ALS (formerly known as Lou Gehrig’s disease) is a progressive neurodegenerative disease that affects nerve cells in the brain and spinal cord. People with ALS lose the ability to initiate and control muscle movement over time. The average life span after diagnosis is two to five years. A slower decline in symptoms may also slightly extend survival for people with ALS, the researchers noted. The new study findings were published online in the journal Neurology.
“The link our study found between diet and ALS is intriguing and suggests, but does not prove, that people with ALS may benefit from incorporating more omega-3 fatty acids into their diet,” said Dr. Kjetil Bjornevik, an assistant professor of epidemiology and nutrition at Harvard T.H. Chan School of Public Health, in Boston. “It will now be important to conduct additional research looking specifically at the plant-based omega-3 fatty acid alpha-linolenic acid in people with ALS to further explore this possibility,” Bjornevik said in a journal news release.
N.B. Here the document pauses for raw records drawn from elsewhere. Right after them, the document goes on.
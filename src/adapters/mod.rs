// Adapters layer: concrete implementations for external systems (coordinate data, files).

pub mod leads;
pub mod resolver;
pub mod service_areas;
pub mod storage;

pub use leads::{ActionResult, LeadStore};
pub use resolver::{ChainResolver, RemoteResolver, ZipTable};
pub use service_areas::ServiceAreaStore;
pub use storage::LocalStorage;
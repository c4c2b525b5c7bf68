// Domain layer: gate models and ports. No I/O here.

pub mod model;
pub mod ports;
use crate::adapters::leads::LeadStore;
use crate::adapters::service_areas::ServiceAreaStore;
use crate::core::gate::ProximityGate;
use crate::domain::model::{ContactSubmission, DecisionReason, Lead, LeadStatus};
use crate::domain::ports::Storage;
use crate::utils::error::{GateError, Result};
use crate::utils::validation::validate_non_empty_string;
use chrono::Utc;

/// Why a submission was turned away. Each reason gets its own user-facing message.
#[derive(Debug, Clone, Copy, PartialEq, Eq)]
pub enum RejectReason {
    InvalidZip,
    UnknownZip,
    ConfigEmpty,
    OutOfRange,
}

impl RejectReason {
    pub fn code(self) -> &'static str {
        match self {
            RejectReason::InvalidZip => "invalid_zip",
            RejectReason::UnknownZip => "unknown_zip",
            RejectReason::ConfigEmpty => "config_empty",
            RejectReason::OutOfRange => "out_of_range",
        }
    }

    pub fn message(self) -> &'static str {
        match self {
            RejectReason::InvalidZip => "Enter a valid 5-digit ZIP.",
            RejectReason::UnknownZip => "We couldn't find that ZIP code.",
            RejectReason::ConfigEmpty => "We're not accepting requests online right now.",
            RejectReason::OutOfRange => "Sorry, that ZIP is outside our service area.",
        }
    }
}

#[derive(Debug, Clone, PartialEq)]
pub enum IntakeOutcome {
    Accepted(Lead),
    Rejected(RejectReason),
}

/// Contact form → proximity gate → lead.
pub struct LeadIntake<S: Storage> {
    gate: ProximityGate,
    areas: ServiceAreaStore<S>,
    leads: LeadStore<S>,
}

impl<S: Storage> LeadIntake<S> {
    pub fn new(gate: ProximityGate, areas: ServiceAreaStore<S>, leads: LeadStore<S>) -> Self {
        Self { gate, areas, leads }
    }

    pub async fn submit(&self, form: ContactSubmission) -> Result<IntakeOutcome> {
        validate_non_empty_string("name", &form.name)?;
        validate_non_empty_string("email", &form.email)?;

        let zip = form.zip.trim().to_string();

        // 每次請求都重新讀取設定快照
        let areas = self.areas.load().await?;

        let decision = match self.gate.evaluate(&zip, &areas).await {
            Ok(decision) => decision,
            Err(GateError::InvalidZip { .. }) => {
                tracing::info!("Contact rejected: malformed ZIP '{}'", zip);
                return Ok(IntakeOutcome::Rejected(RejectReason::InvalidZip));
            }
            Err(GateError::UnknownZip { .. }) => {
                tracing::info!("Contact rejected: unknown ZIP {}", zip);
                return Ok(IntakeOutcome::Rejected(RejectReason::UnknownZip));
            }
            Err(e) => return Err(e),
        };

        if !decision.accepted {
            let reason = match decision.reason {
                DecisionReason::ConfigEmpty => RejectReason::ConfigEmpty,
                _ => RejectReason::OutOfRange,
            };
            tracing::info!("Contact rejected: ZIP {} ({})", zip, reason.code());
            return Ok(IntakeOutcome::Rejected(reason));
        }

        let lead = Lead {
            id: 0,
            name: form.name.trim().to_string(),
            email: form.email.trim().to_lowercase(),
            phone: non_empty(form.phone),
            zip,
            address: non_empty(form.address),
            service: non_empty(form.service),
            message: non_empty(form.message),
            status: LeadStatus::New,
            matched_zip: decision
                .matched_entry
                .map(|entry| entry.zip_code.to_string()),
            distance_miles: decision.distance_miles,
            created_at: Utc::now(),
            recurring: false,
            follow_up_date: None,
        };

        let lead = self.leads.append(lead).await?;
        Ok(IntakeOutcome::Accepted(lead))
    }
}

fn non_empty(value: Option<String>) -> Option<String> {
    value
        .map(|v| v.trim().to_string())
        .filter(|v| !v.is_empty())
}
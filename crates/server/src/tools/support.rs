//! Support-information tools.
//!
//! All of these are read-only lookups over the static support content.

use serde_json::{Value, json};

use super::{SUPPORT_DOMAIN, Tool, ToolAnnotations};

fn support_tool(name: &str, description: &str, input_schema: Value) -> Tool {
    Tool {
        name: name.to_string(),
        description: description.to_string(),
        input_schema,
        annotations: ToolAnnotations::READ_ONLY,
        domain: Some(SUPPORT_DOMAIN.to_string()),
    }
}

/// Get all support-information tools.
#[must_use]
pub fn support_tools() -> Vec<Tool> {
    vec![
        support_tool(
            "get_support_info",
            "Get an overview of a help topic. Use this first when unsure what the customer needs.",
            json!({
                "type": "object",
                "properties": {
                    "topic": {
                        "type": "string",
                        "enum": ["general", "returns", "shipping", "contact"],
                        "description": "Help topic (default 'general')"
                    }
                }
            }),
        ),
        support_tool(
            "get_return_policy",
            "Get the return policy: return windows, item conditions, refund timing, tips and \
             when to escalate. Category rules are added for known categories.",
            json!({
                "type": "object",
                "properties": {
                    "category": {
                        "type": "string",
                        "description": "Product category (electronics, clothing, books, custom_items)"
                    }
                }
            }),
        ),
        support_tool(
            "get_shipping_info",
            "Get shipping options, costs, processing and cutoff times. Checks free-shipping \
             eligibility for an order value and gives international rates for a destination.",
            json!({
                "type": "object",
                "properties": {
                    "order_value": {
                        "type": "number",
                        "minimum": 0,
                        "description": "Order subtotal in USD"
                    },
                    "destination_country": {
                        "type": "string",
                        "description": "Destination country (e.g., 'canada', 'UK')"
                    }
                }
            }),
        ),
        support_tool(
            "get_contact_information",
            "Get contact channels and hours. Routes to a specialist department for an issue \
             type and recommends a channel for an urgency level.",
            json!({
                "type": "object",
                "properties": {
                    "issue_type": {
                        "type": "string",
                        "description": "Kind of issue (billing, technical, returns, shipping)"
                    },
                    "urgency": {
                        "type": "string",
                        "enum": ["low", "medium", "high", "emergency"],
                        "description": "How urgent the issue is"
                    }
                }
            }),
        ),
        support_tool(
            "get_size_guide",
            "Get measuring instructions, fitting tips and, for known product types, the size \
             chart.",
            json!({
                "type": "object",
                "properties": {
                    "product_type": {
                        "type": "string",
                        "description": "Product type (shirts, pants, shoes, dresses)"
                    },
                    "brand": {
                        "type": "string",
                        "description": "Brand name, if the customer mentioned one"
                    }
                },
                "required": ["product_type"]
            }),
        ),
        support_tool(
            "get_warranty_information",
            "Get warranty coverage, exclusions and the claim process. With a purchase date, \
             reports whether the warranty is still active and when it expires.",
            json!({
                "type": "object",
                "properties": {
                    "product_category": {
                        "type": "string",
                        "description": "Product category (electronics, appliances, furniture, clothing)"
                    },
                    "purchase_date": {
                        "type": "string",
                        "format": "date",
                        "description": "Purchase date as YYYY-MM-DD"
                    }
                },
                "required": ["product_category"]
            }),
        ),
        support_tool(
            "get_product_care_info",
            "Get care and cleaning instructions for a product category, or for one material \
             within it.",
            json!({
                "type": "object",
                "properties": {
                    "product_category": {
                        "type": "string",
                        "description": "Product category (clothing, electronics, furniture, shoes)"
                    },
                    "material": {
                        "type": "string",
                        "description": "Material or product kind (e.g., 'cotton', 'silk', 'laptops', 'wood')"
                    }
                },
                "required": ["product_category"]
            }),
        ),
        support_tool(
            "get_payment_information",
            "Get accepted payment methods and billing details, plus security or \
             troubleshooting information when asked.",
            json!({
                "type": "object",
                "properties": {
                    "inquiry_type": {
                        "type": "string",
                        "enum": ["methods", "billing", "security", "issues"],
                        "description": "What the customer wants to know"
                    }
                }
            }),
        ),
        support_tool(
            "get_account_help",
            "Get help with account problems: sign-in, passwords, registration, profile, \
             security settings and order history.",
            json!({
                "type": "object",
                "properties": {
                    "issue_type": {
                        "type": "string",
                        "description": "Kind of account issue (login, password, registration, profile, security, orders)"
                    }
                },
                "required": ["issue_type"]
            }),
        ),
        support_tool(
            "get_loyalty_program_info",
            "Get VIP Rewards Program details: how points are earned and redeemed, enrollment, \
             benefits and tiers.",
            json!({
                "type": "object",
                "properties": {
                    "inquiry_type": {
                        "type": "string",
                        "enum": ["enrollment", "benefits", "points", "tiers"],
                        "description": "What the customer wants to know"
                    }
                }
            }),
        ),
    ]
}
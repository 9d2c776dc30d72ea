//! Parcel Desk - MCP customer-support tool server.
//!
//! Serves the order and support-information tools over stdio (for desktop
//! MCP clients that spawn the process) or HTTP (for remote clients).
//!
//! # Configuration
//!
//! Environment variables (a `.env` file is loaded if present):
//!
//! - `PARCEL_DESK_TRANSPORT` - `http` (default) or `stdio`
//! - `PARCEL_DESK_HOST` / `PARCEL_DESK_PORT` - HTTP bind address
//! - `PARCEL_DESK_AUTH_TOKEN` - bearer token required on `/mcp`
//! - `PARCEL_DESK_CONTENT_PATH` - support content override
//! - `PARCEL_DESK_LOG_FORMAT` - `text` (default) or `json`
//! - `SENTRY_DSN` - error tracking

#![cfg_attr(not(test), forbid(unsafe_code))]

use parcel_desk_server::AppError;
use parcel_desk_server::config::{LogFormat, ServerConfig, Transport};
use parcel_desk_server::mcp::stdio;
use parcel_desk_server::routes;
use parcel_desk_server::state::AppState;
use sentry::integrations::tracing as sentry_tracing;
use tracing_subscriber::{layer::SubscriberExt, util::SubscriberInitExt};

/// Initialize Sentry error tracking and return guard that must be kept alive.
fn init_sentry(config: &ServerConfig) -> Option<sentry::ClientInitGuard> {
    let dsn = config.sentry_dsn.as_ref()?;

    let guard = sentry::init((
        dsn.as_str(),
        sentry::ClientOptions {
            release: sentry::release_name!(),
            environment: config
                .sentry_environment
                .clone()
                .map(std::borrow::Cow::Owned),
            sample_rate: config.sentry_sample_rate,
            traces_sample_rate: config.sentry_traces_sample_rate,
            attach_stacktrace: true,
            // Tool arguments carry customer ids
            send_default_pii: false,
            ..Default::default()
        },
    ));

    tracing::info!("Sentry initialized");
    Some(guard)
}

/// Filter tracing events to Sentry event types.
fn sentry_event_filter(metadata: &tracing::Metadata<'_>) -> sentry_tracing::EventFilter {
    match *metadata.level() {
        tracing::Level::ERROR | tracing::Level::WARN => sentry_tracing::EventFilter::Event,
        tracing::Level::INFO | tracing::Level::DEBUG => sentry_tracing::EventFilter::Breadcrumb,
        _ => sentry_tracing::EventFilter::Ignore,
    }
}

/// Install the tracing subscriber.
///
/// Logs always go to stderr: in stdio mode stdout belongs to the protocol.
fn init_tracing(config: &ServerConfig) {
    let env_filter = tracing_subscriber::EnvFilter::try_from_default_env()
        .unwrap_or_else(|_| "parcel_desk_server=info,parcel_desk_core=info,tower_http=debug".into());

    let is_json = config.log_format == LogFormat::Json;
    let json_layer = is_json.then(|| {
        tracing_subscriber::fmt::layer()
            .json()
            .flatten_event(true)
            .with_writer(std::io::stderr)
    });
    let text_layer = (!is_json).then(|| {
        tracing_subscriber::fmt::layer()
            .with_writer(std::io::stderr)
            .with_ansi(config.transport == Transport::Http)
    });

    tracing_subscriber::registry()
        .with(env_filter)
        .with(json_layer)
        .with(text_layer)
        .with(sentry_tracing::layer().event_filter(sentry_event_filter))
        .init();
}

#[tokio::main]
async fn main() -> Result<(), AppError> {
    let config = ServerConfig::from_env()?;

    // Sentry must be initialized before the tracing subscriber
    let _sentry_guard = init_sentry(&config);
    init_tracing(&config);
    tracing::info!(?config, "Configuration loaded");

    let state = AppState::from_config(config.clone())
        .inspect_err(|e| tracing::error!(error = %e, "Failed to load support content"))?;

    match config.transport {
        Transport::Stdio => stdio::serve(state.mcp()).await?,
        Transport::Http => serve_http(state, &config).await?,
    }
    Ok(())
}

async fn serve_http(state: AppState, config: &ServerConfig) -> Result<(), AppError> {
    let app = routes::app(state)
        // Sentry layers (outermost for full request coverage)
        .layer(sentry_tower::NewSentryLayer::new_from_top())
        .layer(sentry_tower::SentryHttpLayer::new().enable_transaction());

    let addr = config.socket_addr();
    let listener = tokio::net::TcpListener::bind(addr)
        .await
        .inspect_err(|e| tracing::error!(error = %e, %addr, "Failed to bind"))?;
    tracing::info!("parcel-desk listening on http://{}", addr);

    axum::serve(listener, app)
        .with_graceful_shutdown(shutdown_signal())
        .await?;
    Ok(())
}

/// Wait for shutdown signal (Ctrl+C or SIGTERM).
async fn shutdown_signal() {
    let ctrl_c = async {
        tokio::signal::ctrl_c()
            .await
            .expect("Failed to install Ctrl+C handler");
    };

    #[cfg(unix)]
    let terminate = async {
        tokio::signal::unix::signal(tokio::signal::unix::SignalKind::terminate())
            .expect("Failed to install signal handler")
            .recv()
            .await;
    };

    #[cfg(not(unix))]
    let terminate = std::future::pending::<()>();

    tokio::select! {
        () = ctrl_c => {},
        () = terminate => {},
    }

    tracing::info!("Shutdown signal received, starting graceful shutdown");
}
//! Unified error handling for the HTTP transport and startup.

use axum::{
    Json,
    http::{HeaderValue, StatusCode, header},
    response::{IntoResponse, Response},
};
use serde_json::json;
use thiserror::Error;

use crate::config::ConfigError;
use crate::content::ContentError;

/// Application-level error type.
#[derive(Debug, Error)]
pub enum AppError {
    /// Configuration could not be loaded.
    #[error("Configuration error: {0}")]
    Config(#[from] ConfigError),

    /// Support content could not be loaded.
    #[error("Content error: {0}")]
    Content(#[from] ContentError),

    /// A transport could not bind, read or write.
    #[error("I/O error: {0}")]
    Io(#[from] std::io::Error),

    /// A JSON-RPC response could not be serialized.
    #[error("Serialization error: {0}")]
    Serialization(#[from] serde_json::Error),

    /// Missing or wrong bearer token.
    #[error("Unauthorized: {0}")]
    Unauthorized(String),
}

impl AppError {
    /// Whether the failure is on our side rather than the client's.
    #[must_use]
    pub const fn is_server_error(&self) -> bool {
        !matches!(self, Self::Unauthorized(_))
    }
}

impl IntoResponse for AppError {
    fn into_response(self) -> Response {
        if self.is_server_error() {
            let event_id = sentry::capture_error(&self);
            tracing::error!(
                error = %self,
                sentry_event_id = %event_id,
                "Request error"
            );
        }

        // Don't expose internal error details to clients
        let (status, message) = if self.is_server_error() {
            (
                StatusCode::INTERNAL_SERVER_ERROR,
                "Internal server error".to_string(),
            )
        } else {
            (StatusCode::UNAUTHORIZED, self.to_string())
        };

        let mut response = (status, Json(json!({ "error": message }))).into_response();
        if matches!(self, Self::Unauthorized(_)) {
            response.headers_mut().insert(
                header::WWW_AUTHENTICATE,
                HeaderValue::from_static("Bearer"),
            );
        }
        response
    }
}
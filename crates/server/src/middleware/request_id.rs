//! Request ID middleware for request correlation.
//!
//! An upstream `x-request-id` is reused when it is short and printable;
//! otherwise a UUID v4 is generated. The id is recorded on the current span,
//! tagged on the Sentry scope, stored in the request extensions and echoed in
//! the response headers.

use axum::{extract::Request, http::HeaderValue, middleware::Next, response::Response};
use tracing::Span;
use uuid::Uuid;

/// The HTTP header name for request IDs.
pub const REQUEST_ID_HEADER: &str = "x-request-id";

/// Longest upstream request id that is trusted.
const MAX_UPSTREAM_LEN: usize = 128;

/// The request id, available to handlers as an extension.
#[derive(Debug, Clone, PartialEq, Eq)]
pub struct RequestId(pub String);

fn usable_upstream_id(value: &str) -> bool {
    !value.is_empty()
        && value.len() <= MAX_UPSTREAM_LEN
        && value
            .chars()
            .all(|c| c.is_ascii_alphanumeric() || matches!(c, '-' | '_' | '.' | ':'))
}

/// Middleware that ensures every request has a request ID.
pub async fn request_id_middleware(mut request: Request, next: Next) -> Response {
    let request_id = request
        .headers()
        .get(REQUEST_ID_HEADER)
        .and_then(|h| h.to_str().ok())
        .filter(|id| usable_upstream_id(id))
        .map_or_else(|| Uuid::new_v4().to_string(), String::from);

    Span::current().record("request_id", request_id.as_str());
    sentry::configure_scope(|scope| {
        scope.set_tag("request_id", &request_id);
    });
    request
        .extensions_mut()
        .insert(RequestId(request_id.clone()));

    let mut response = next.run(request).await;

    if let Ok(value) = HeaderValue::from_str(&request_id) {
        response.headers_mut().insert(REQUEST_ID_HEADER, value);
    }

    response
}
Besides flaxseed oil and walnuts, good sources of omega-3 fatty acids include canola oil and pumpkin seeds. Consuming more omega-6 fatty acid could also be beneficial, the investigators found. To study the link between diet and ALS, the researchers followed 449 people with ALS for 18 months. Participants’ average age was 58. About 28% died by the end of the study period.
Analyzing omega-3 fatty acids in participants’ blood, the researchers grouped them into four categories from lowest to highest. Participants were also tested on 12 aspects of physical function, including swallowing, speaking, chewing; the ability to use muscles in the hands, arms, legs and torso; and respiratory function. Total scores ranged between zero and 48, with higher scores indicating better function and less severe symptoms.
Participants who had the highest amount of alpha-linolenic acid had an average score of 38.3 at the start of the study. Those with the lowest amount had an average score of 37.6. Fewer people from the group with the most alpha-linolenic acid died during the study, with 21 deaths (19%), compared to people in the lowest group, with 37 deaths (33%). Those with the highest concentration of alpha-linolenic acid had a 50% lower risk of death during the study period compared to people with the lowest amount, the findings showed.